Tajikistan has started an official registry of gay citizens who will reportedly be required to undergo mandatory STI testing to avoid “the spread of sexually-transmitted diseases.”
An anonymous police source told the AFP “strict medical records” are required for members of the gay community because “such people have a high risk of contracting sexually-transmitted infections through infectious diseases.”
Homosexuality is not illegal in the majority-Muslim country, though it remains heavily stigmatized:
“Despite the abolition of the law [against homosexuality], homophobia remains a very big problem,” Kiromidin Gulov, the head of one of Tajikistan’s only LGBT rights groups, told the BBC in 2012. “Obvious cases of discrimination, beatings, rapes, robberies.”
In 2014, the nation’s most senior Muslim cleric condemned homosexual relationships as “calamitous” in a sermon in the capital city, Dushanbe.
Gulov recounted how one 20-year-old who was blackmailed about his sexuality hanged himself. “Gays and lesbians do not go to the police for fear of publicity and blackmail.”
Another man says he was raped by a group of assailants.
“They beat me, raped me and started to intimidate me so that I would not complain,” he recounted. “Who will I complain to—the police? And complicate my life even more? I have to hide my orientation from my classmates. I’m afraid of everyone and everything.”
The official roster was compiled following two state investigations last year identifying 319 gay men and 48 lesbians among the country’s 8.5 million inhabitants.

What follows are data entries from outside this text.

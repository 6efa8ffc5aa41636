//! Core types used throughout the save tracker.
//!
//! This module defines the data carried between the watcher, the backup engine
//! and the capture gateway, plus the error taxonomy shared by all of them.

use chrono::{DateTime, Local, Utc};
use lazy_static::lazy_static;
use regex::Regex;
use serde::{Deserialize, Serialize};
use std::fmt;
use std::path::PathBuf;
use std::str::FromStr;
use std::time::Duration;

/// Operating system process identifier
pub type Pid = u32;

lazy_static! {
    static ref IMAGE_SIZE: Regex = Regex::new(r"^\s*([0-9]+)x([0-9]+)\s*$").unwrap();
}

/// Target size for captured screenshots, written as `WIDTHxHEIGHT`
#[derive(Debug, Clone, Copy, PartialEq, Eq, Serialize, Deserialize)]
#[serde(try_from = "String", into = "String")]
pub struct ImageSize {
    pub width: u32,
    pub height: u32,
}

impl ImageSize {
    pub fn new(width: u32, height: u32) -> Self {
        Self { width, height }
    }
}

impl FromStr for ImageSize {
    type Err = BackupError;

    fn from_str(s: &str) -> Result<Self, Self::Err> {
        let invalid = || BackupError::Config(format!("invalid image size '{}', expected WIDTHxHEIGHT", s));

        let caps = IMAGE_SIZE.captures(s).ok_or_else(invalid)?;
        let width: u32 = caps[1].parse().map_err(|_| invalid())?;
        let height: u32 = caps[2].parse().map_err(|_| invalid())?;

        if width == 0 || height == 0 {
            return Err(invalid());
        }

        Ok(Self { width, height })
    }
}

impl TryFrom<String> for ImageSize {
    type Error = BackupError;

    fn try_from(value: String) -> Result<Self, Self::Error> {
        value.parse()
    }
}

impl From<ImageSize> for String {
    fn from(size: ImageSize) -> Self {
        size.to_string()
    }
}

impl fmt::Display for ImageSize {
    fn fmt(&self, f: &mut fmt::Formatter<'_>) -> fmt::Result {
        write!(f, "{}x{}", self.width, self.height)
    }
}

/// Opaque token for an established binding to the game process.
///
/// Issued by a [`CaptureGateway`](crate::capture::CaptureGateway) and handed
/// back to it for liveness checks, screenshots and detaching.
#[derive(Debug, Clone, PartialEq, Eq)]
pub struct AttachmentHandle {
    /// Process the gateway is bound to
    pub pid: Pid,
    /// Executable name as reported by the process list
    pub executable: String,
    /// When the binding was established
    pub attached_at: DateTime<Utc>,
}

impl AttachmentHandle {
    pub fn new(pid: Pid, executable: impl Into<String>) -> Self {
        Self {
            pid,
            executable: executable.into(),
            attached_at: Utc::now(),
        }
    }
}

/// Whether a screenshot can currently be requested
#[derive(Debug, Clone, Copy, PartialEq, Eq, Hash)]
pub enum AttachmentState {
    Detached,
    Attached,
}

/// Kind of filesystem change reported by the watcher
#[derive(Debug, Clone, Copy, PartialEq, Eq, Hash)]
pub enum ChangeKind {
    Created,
    Modified,
    Renamed,
}

impl ChangeKind {
    pub fn as_str(&self) -> &'static str {
        match self {
            ChangeKind::Created => "created",
            ChangeKind::Modified => "modified",
            ChangeKind::Renamed => "renamed",
        }
    }
}

/// A single raw change notification
#[derive(Debug, Clone, PartialEq, Eq)]
pub struct FileChange {
    pub kind: ChangeKind,
    /// File name relative to the watched directory
    pub file_name: String,
    /// Absolute path of the changed file
    pub full_path: PathBuf,
}

impl FileChange {
    pub fn new(kind: ChangeKind, full_path: PathBuf) -> Self {
        let file_name = full_path
            .file_name()
            .map(|n| n.to_string_lossy().into_owned())
            .unwrap_or_default();

        Self {
            kind,
            file_name,
            full_path,
        }
    }
}

/// A save that has been backed up this session. Immutable once created.
#[derive(Debug, Clone, PartialEq)]
pub struct SaveRecord {
    /// Content fingerprint (dedup key)
    pub fingerprint: String,
    /// Path of the `.sav` copy in the backup directory
    pub backup_path: PathBuf,
    /// Path of the `.jpg` screenshot, if one was captured
    pub screenshot_path: Option<PathBuf>,
    /// When the backup was taken
    pub captured_at: DateTime<Local>,
    /// Allocated backup name (file stem)
    pub location_name: String,
    /// Save file that triggered the backup
    pub source_path: PathBuf,
}

impl fmt::Display for SaveRecord {
    fn fmt(&self, f: &mut fmt::Formatter<'_>) -> fmt::Result {
        write!(
            f,
            "[{} {} ({})]",
            self.captured_at.format("%Y-%m-%d %H:%M:%S"),
            self.location_name,
            self.fingerprint
        )
    }
}

/// Errors raised while binding to the game process
#[derive(Debug, thiserror::Error)]
pub enum AttachmentError {
    /// Expected steady state while the game is not running
    #[error("No executable found matching '{0}'")]
    NoMatchingProcess(String),

    #[error("Attach failed: {0}")]
    Failed(String),

    #[error("Process enumeration failed: {0}")]
    Io(#[from] std::io::Error),
}

impl AttachmentError {
    pub fn is_not_found(&self) -> bool {
        matches!(self, AttachmentError::NoMatchingProcess(_))
    }
}

/// Errors raised while requesting a screenshot
#[derive(Debug, thiserror::Error)]
pub enum CaptureError {
    #[error("Game returned no image")]
    NoImage,

    #[error("Screen capture is not supported on this platform")]
    Unsupported,

    #[error("Capture timed out after {0:?}")]
    Timeout(Duration),

    #[error("Capture failed: {0}")]
    Failed(String),

    #[error("Image error: {0}")]
    Image(#[from] image::ImageError),
}

/// Errors produced by the tracker
#[derive(Debug, thiserror::Error)]
pub enum BackupError {
    /// File momentarily unreadable; the next change event retries naturally
    #[error("Cannot read {}: {source}", path.display())]
    TransientIo {
        path: PathBuf,
        #[source]
        source: std::io::Error,
    },

    /// Catalog invariant violation; never expected with correct call order
    #[error("Fingerprint already recorded: {0}")]
    DuplicateFingerprint(String),

    #[error("Cannot copy {} to {}: {source}", from.display(), to.display())]
    Copy {
        from: PathBuf,
        to: PathBuf,
        #[source]
        source: std::io::Error,
    },

    #[error(transparent)]
    Attachment(#[from] AttachmentError),

    #[error(transparent)]
    Capture(#[from] CaptureError),

    #[error("Configuration error: {0}")]
    Config(String),

    #[error("Watcher error: {0}")]
    Watch(#[from] notify::Error),

    #[error("Background task did not stop within {0:?}")]
    ShutdownTimeout(Duration),

    #[error("IO error: {0}")]
    Io(#[from] std::io::Error),
}

pub type Result<T, E = BackupError> = std::result::Result<T, E>;

#[cfg(test)]
mod tests {
    use super::*;

    #[test]
    fn test_image_size_parse() {
        let size: ImageSize = "1280x720".parse().unwrap();
        assert_eq!(size, ImageSize::new(1280, 720));
        assert_eq!(size.to_string(), "1280x720");
    }

    #[test]
    fn test_image_size_rejects_garbage() {
        assert!("1280".parse::<ImageSize>().is_err());
        assert!("0x720".parse::<ImageSize>().is_err());
        assert!("axb".parse::<ImageSize>().is_err());
    }

    #[test]
    fn test_file_change_name() {
        let change = FileChange::new(ChangeKind::Modified, PathBuf::from("/saves/slot1.sav"));
        assert_eq!(change.file_name, "slot1.sav");
        assert_eq!(change.kind.as_str(), "modified");
    }

    #[test]
    fn test_save_record_display() {
        let record = SaveRecord {
            fingerprint: "abc123".to_string(),
            backup_path: PathBuf::from("/backup/save_1.sav"),
            screenshot_path: None,
            captured_at: Local::now(),
            location_name: "save_1".to_string(),
            source_path: PathBuf::from("/saves/slot1.sav"),
        };

        let shown = record.to_string();
        assert!(shown.contains("save_1"));
        assert!(shown.ends_with("(abc123)]"));
    }

    #[test]
    fn test_attachment_error_not_found() {
        assert!(AttachmentError::NoMatchingProcess("game".into()).is_not_found());
        assert!(!AttachmentError::Failed("boom".into()).is_not_found());
    }
}
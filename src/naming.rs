//! Backup name allocation.
//!
//! Backup names come from a user-supplied template such as
//! `save_{time}_{seq:03}_{hash}`. The allocator renders the template and bumps
//! the sequence number until the resulting `<name>.sav` does not exist yet in
//! the backup directory.
//!
//! Placeholders (the numeric aliases mirror positional format strings):
//!
//! - `{time}` / `{0}`: local timestamp, optional strftime format (default `%y%m%d_%H%M%S`).
//!   A format without `%` is read as a date pattern such as `yyMMdd_HHmmss`.
//! - `{seq}` / `{1}`: sequence number, optional zero-pad width (`{seq:03}`), or
//!   a run of zeros giving the width by its length (`{1:000}`)
//! - `{hash}` / `{2}`: fingerprint prefix, optional length (default 6)
//!
//! `{{` and `}}` produce literal braces.

use crate::hasher::SHORT_FINGERPRINT_LEN;
use crate::types::{BackupError, Result};
use chrono::format::{Item, StrftimeItems};
use chrono::{DateTime, Local};
use lazy_static::lazy_static;
use regex::Regex;
use std::fs;
use std::path::{Path, PathBuf};
use tracing::trace;

/// Extension of backed-up save files
pub const SAVE_EXTENSION: &str = "sav";

/// Extension of captured screenshots
pub const SCREENSHOT_EXTENSION: &str = "jpg";

const DEFAULT_TIME_FORMAT: &str = "%y%m%d_%H%M%S";

lazy_static! {
    static ref PLACEHOLDER: Regex =
        Regex::new(r"\{\{|\}\}|\{([A-Za-z0-9_]+)(?::([^{}]*))?\}").unwrap();
    static ref DATE_PATTERN_TOKEN: Regex = Regex::new(r"yyyy|yy|MM|dd|HH|mm|ss|[A-Za-z]").unwrap();
}

#[derive(Debug, Clone, PartialEq, Eq)]
enum Segment {
    Literal(String),
    Time(String),
    Sequence { width: usize },
    Hash { len: usize },
}

/// Parsed naming template
#[derive(Debug, Clone, PartialEq, Eq)]
pub struct NamingTemplate {
    source: String,
    segments: Vec<Segment>,
}

impl NamingTemplate {
    /// Parse a template, rejecting unknown placeholders and malformed formats
    pub fn parse(template: &str) -> Result<Self> {
        let mut segments = Vec::new();
        let mut literal = String::new();
        let mut last = 0;

        for caps in PLACEHOLDER.captures_iter(template) {
            let whole = match caps.get(0) {
                Some(m) => m,
                None => continue,
            };
            push_literal(&mut literal, &template[last..whole.start()], template)?;
            last = whole.end();

            match whole.as_str() {
                "{{" => literal.push('{'),
                "}}" => literal.push('}'),
                _ => {
                    if !literal.is_empty() {
                        segments.push(Segment::Literal(std::mem::take(&mut literal)));
                    }
                    let name = &caps[1];
                    let spec = caps.get(2).map(|m| m.as_str());
                    segments.push(parse_placeholder(name, spec, template)?);
                }
            }
        }

        push_literal(&mut literal, &template[last..], template)?;
        if !literal.is_empty() {
            segments.push(Segment::Literal(literal));
        }

        if segments.is_empty() {
            return Err(BackupError::Config("naming format is empty".to_string()));
        }

        Ok(Self {
            source: template.to_string(),
            segments,
        })
    }

    /// The template as written in the configuration
    pub fn as_str(&self) -> &str {
        &self.source
    }

    /// Whether the template embeds the sequence number.
    ///
    /// Without it a name collision cannot be resolved.
    pub fn has_sequence(&self) -> bool {
        self.segments
            .iter()
            .any(|s| matches!(s, Segment::Sequence { .. }))
    }

    /// Render a candidate name
    pub fn render(&self, now: &DateTime<Local>, sequence: u64, fingerprint: &str) -> String {
        let mut out = String::new();
        for segment in &self.segments {
            match segment {
                Segment::Literal(text) => out.push_str(text),
                Segment::Time(format) => out.push_str(&now.format(format).to_string()),
                Segment::Sequence { width } => {
                    out.push_str(&format!("{:0width$}", sequence, width = *width))
                }
                Segment::Hash { len } => out.extend(fingerprint.chars().take(*len)),
            }
        }
        out
    }
}

fn push_literal(buf: &mut String, text: &str, template: &str) -> Result<()> {
    if text.contains('{') || text.contains('}') {
        return Err(BackupError::Config(format!(
            "unbalanced brace in naming format '{}'",
            template
        )));
    }
    if text.contains('/') || text.contains('\\') {
        return Err(BackupError::Config(format!(
            "naming format '{}' must not contain path separators",
            template
        )));
    }
    buf.push_str(text);
    Ok(())
}

fn parse_placeholder(name: &str, spec: Option<&str>, template: &str) -> Result<Segment> {
    let bad_spec = |spec: &str| {
        BackupError::Config(format!(
            "invalid format '{}' for '{{{}}}' in naming format '{}'",
            spec, name, template
        ))
    };

    match name {
        "time" | "0" => {
            let format = match spec {
                None => DEFAULT_TIME_FORMAT.to_string(),
                Some(s) if s.contains('%') => s.to_string(),
                Some(s) => date_pattern_to_strftime(s).ok_or_else(|| bad_spec(s))?,
            };

            let mut has_field = false;
            for item in StrftimeItems::new(&format) {
                match item {
                    Item::Error => return Err(bad_spec(&format)),
                    Item::Literal(_) | Item::OwnedLiteral(_) | Item::Space(_) | Item::OwnedSpace(_) => {}
                    _ => has_field = true,
                }
            }
            if !has_field || format.contains('/') || format.contains('\\') {
                return Err(bad_spec(&format));
            }
            Ok(Segment::Time(format))
        }
        "seq" | "1" => {
            let width = match spec {
                Some(s) if !s.is_empty() && s.bytes().all(|b| b == b'0') => s.len(),
                Some(s) => s.parse::<usize>().map_err(|_| bad_spec(s))?,
                None => 0,
            };
            Ok(Segment::Sequence { width })
        }
        "hash" | "2" => {
            let len = match spec {
                Some(s) => s
                    .parse::<usize>()
                    .ok()
                    .filter(|len| *len > 0)
                    .ok_or_else(|| bad_spec(s))?,
                None => SHORT_FINGERPRINT_LEN,
            };
            Ok(Segment::Hash { len })
        }
        other => Err(BackupError::Config(format!(
            "unknown placeholder '{{{}}}' in naming format '{}'",
            other, template
        ))),
    }
}

/// Translate a `yyMMdd_HHmmss` style date pattern into strftime.
///
/// Letters outside the known fields are rejected rather than copied.
fn date_pattern_to_strftime(pattern: &str) -> Option<String> {
    let mut out = String::new();
    let mut last = 0;

    for token in DATE_PATTERN_TOKEN.find_iter(pattern) {
        out.push_str(&pattern[last..token.start()]);
        out.push_str(match token.as_str() {
            "yyyy" => "%Y",
            "yy" => "%y",
            "MM" => "%m",
            "dd" => "%d",
            "HH" => "%H",
            "mm" => "%M",
            "ss" => "%S",
            _ => return None,
        });
        last = token.end();
    }

    out.push_str(&pattern[last..]);
    Some(out)
}

/// A name chosen by the allocator together with the sequence it used
#[derive(Debug, Clone, PartialEq, Eq)]
pub struct Allocation {
    pub name: String,
    pub sequence: u64,
}

/// Generates backup names that do not collide with existing files
#[derive(Debug, Clone)]
pub struct NameAllocator {
    backup_dir: PathBuf,
    template: NamingTemplate,
}

impl NameAllocator {
    pub fn new(backup_dir: impl Into<PathBuf>, template: NamingTemplate) -> Self {
        Self {
            backup_dir: backup_dir.into(),
            template,
        }
    }

    pub fn backup_dir(&self) -> &Path {
        &self.backup_dir
    }

    pub fn template(&self) -> &NamingTemplate {
        &self.template
    }

    /// Pick the first name at or after `seed` whose `.sav` is free.
    ///
    /// Nothing is created or reserved. A template without `{seq}` renders the
    /// same name for every sequence, so a taken name is an error there.
    pub fn allocate(&self, fingerprint: &str, seed: u64, now: &DateTime<Local>) -> Result<Allocation> {
        let mut sequence = seed;
        loop {
            let name = self.template.render(now, sequence, fingerprint);
            // A dangling symlink still blocks `create_new`
            if fs::symlink_metadata(self.save_path(&name)).is_err() {
                return Ok(Allocation { name, sequence });
            }
            if !self.template.has_sequence() {
                return Err(BackupError::Config(format!(
                    "backup name '{}' already exists and '{}' has no {{seq}} to resolve it",
                    name,
                    self.template.as_str()
                )));
            }
            trace!("Backup name {} taken, trying next sequence", name);
            sequence = sequence.wrapping_add(1);
        }
    }

    /// Path of the `.sav` backup for a name
    pub fn save_path(&self, name: &str) -> PathBuf {
        self.backup_dir.join(format!("{}.{}", name, SAVE_EXTENSION))
    }

    /// Path of the `.jpg` screenshot for a name
    pub fn screenshot_path(&self, name: &str) -> PathBuf {
        self.backup_dir.join(format!("{}.{}", name, SCREENSHOT_EXTENSION))
    }
}

#[cfg(test)]
mod tests {
    use super::*;
    use chrono::TimeZone;

    fn fixed_time() -> DateTime<Local> {
        Local.with_ymd_and_hms(2024, 3, 9, 14, 5, 7).unwrap()
    }

    #[test]
    fn test_render_default_style() {
        let template = NamingTemplate::parse("save_{time}_{seq:03}_{hash}").unwrap();
        let name = template.render(&fixed_time(), 7, "abcdef0123456789");
        assert_eq!(name, "save_240309_140507_007_abcdef");
    }

    #[test]
    fn test_positional_aliases() {
        let template = NamingTemplate::parse("hellblade_{0:%Y}_{1:2}_{2:4}").unwrap();
        let name = template.render(&fixed_time(), 3, "abcdef");
        assert_eq!(name, "hellblade_2024_03_abcd");
    }

    #[test]
    fn test_legacy_positional_format() {
        let template = NamingTemplate::parse("hellblade_{0:yyMMdd_HHmmss}_{1:000}_{2}").unwrap();
        let name = template.render(&fixed_time(), 7, "abcdef0123");
        assert_eq!(name, "hellblade_240309_140507_007_abcdef");
    }

    #[test]
    fn test_date_pattern_fields() {
        let template = NamingTemplate::parse("{time:yyyy-MM-dd}").unwrap();
        assert_eq!(template.render(&fixed_time(), 0, ""), "2024-03-09");
    }

    #[test]
    fn test_time_format_needs_a_field() {
        assert!(NamingTemplate::parse("a_{time:__}_{seq}").is_err());
        assert!(NamingTemplate::parse("a_{0:literal}_{seq}").is_err());
        assert!(NamingTemplate::parse("a_{time:%%}_{seq}").is_err());
    }

    #[test]
    fn test_escaped_braces() {
        let template = NamingTemplate::parse("{{x}}{seq}").unwrap();
        assert_eq!(template.render(&fixed_time(), 1, ""), "{x}1");
    }

    #[test]
    fn test_rejects_bad_templates() {
        assert!(NamingTemplate::parse("").is_err());
        assert!(NamingTemplate::parse("name{bogus}").is_err());
        assert!(NamingTemplate::parse("name{seq:abc}").is_err());
        assert!(NamingTemplate::parse("name{hash:0}").is_err());
        assert!(NamingTemplate::parse("name{seq").is_err());
        assert!(NamingTemplate::parse("dir/name{seq}").is_err());
        assert!(NamingTemplate::parse("name{time:%Y/%m}").is_err());
    }

    #[test]
    fn test_has_sequence() {
        assert!(NamingTemplate::parse("a{seq}").unwrap().has_sequence());
        assert!(NamingTemplate::parse("a{1}").unwrap().has_sequence());
        assert!(!NamingTemplate::parse("a{hash}").unwrap().has_sequence());
    }

    #[test]
    fn test_allocate_free_name() {
        let dir = tempfile::tempdir().unwrap();
        let allocator = NameAllocator::new(dir.path(), NamingTemplate::parse("name{seq}").unwrap());

        let allocation = allocator.allocate("ff", 0, &fixed_time()).unwrap();
        assert_eq!(allocation, Allocation { name: "name0".to_string(), sequence: 0 });
    }

    #[test]
    fn test_allocate_skips_existing() {
        let dir = tempfile::tempdir().unwrap();
        std::fs::write(dir.path().join("name0.sav"), b"x").unwrap();
        let allocator = NameAllocator::new(dir.path(), NamingTemplate::parse("name{seq}").unwrap());

        let allocation = allocator.allocate("ff", 0, &fixed_time()).unwrap();
        assert_eq!(allocation.name, "name1");
        assert_eq!(allocation.sequence, 1);
        assert!(!allocator.save_path(&allocation.name).exists());
    }

    #[test]
    fn test_allocate_skips_run_of_collisions() {
        let dir = tempfile::tempdir().unwrap();
        for i in 2..6 {
            std::fs::write(dir.path().join(format!("slot_{:02}.sav", i)), b"x").unwrap();
        }
        let allocator = NameAllocator::new(dir.path(), NamingTemplate::parse("slot_{seq:02}").unwrap());

        let allocation = allocator.allocate("ff", 2, &fixed_time()).unwrap();
        assert_eq!(allocation.name, "slot_06");
    }

    #[test]
    fn test_only_sav_counts_as_collision() {
        let dir = tempfile::tempdir().unwrap();
        std::fs::write(dir.path().join("name0.jpg"), b"x").unwrap();
        let allocator = NameAllocator::new(dir.path(), NamingTemplate::parse("name{seq}").unwrap());

        assert_eq!(allocator.allocate("ff", 0, &fixed_time()).unwrap().name, "name0");
    }

    #[test]
    fn test_collision_without_sequence_is_error() {
        let dir = tempfile::tempdir().unwrap();
        std::fs::write(dir.path().join("save_abcdef.sav"), b"x").unwrap();
        let allocator = NameAllocator::new(dir.path(), NamingTemplate::parse("save_{hash}").unwrap());

        assert!(allocator.allocate("abcdef99", 0, &fixed_time()).is_err());
        assert_eq!(allocator.allocate("123456", 0, &fixed_time()).unwrap().name, "save_123456");
    }

    #[cfg(unix)]
    #[test]
    fn test_dangling_symlink_counts_as_taken() {
        let dir = tempfile::tempdir().unwrap();
        std::os::unix::fs::symlink(dir.path().join("gone"), dir.path().join("name0.sav")).unwrap();
        let allocator = NameAllocator::new(dir.path(), NamingTemplate::parse("name{seq}").unwrap());

        assert_eq!(allocator.allocate("ff", 0, &fixed_time()).unwrap().name, "name1");
    }

    #[test]
    fn test_paths() {
        let allocator = NameAllocator::new("/backup", NamingTemplate::parse("n{seq}").unwrap());
        assert_eq!(allocator.save_path("n1"), PathBuf::from("/backup/n1.sav"));
        assert_eq!(allocator.screenshot_path("n1"), PathBuf::from("/backup/n1.jpg"));
    }
}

Details about the registry are scant, but human rights activists are concerned about the wellbeing of LGBT communities in Tajikistan in light of anti-gay purges in other Muslim former Soviet republics: Reports emerged earlier this year that at least 100 gay men were imprisoned and tortured in concentration camps in in Chechnya. And last month, civil rights activists reported that dozens of gay men and trans women had been arrested and tortured by authorities in Azerbaijan.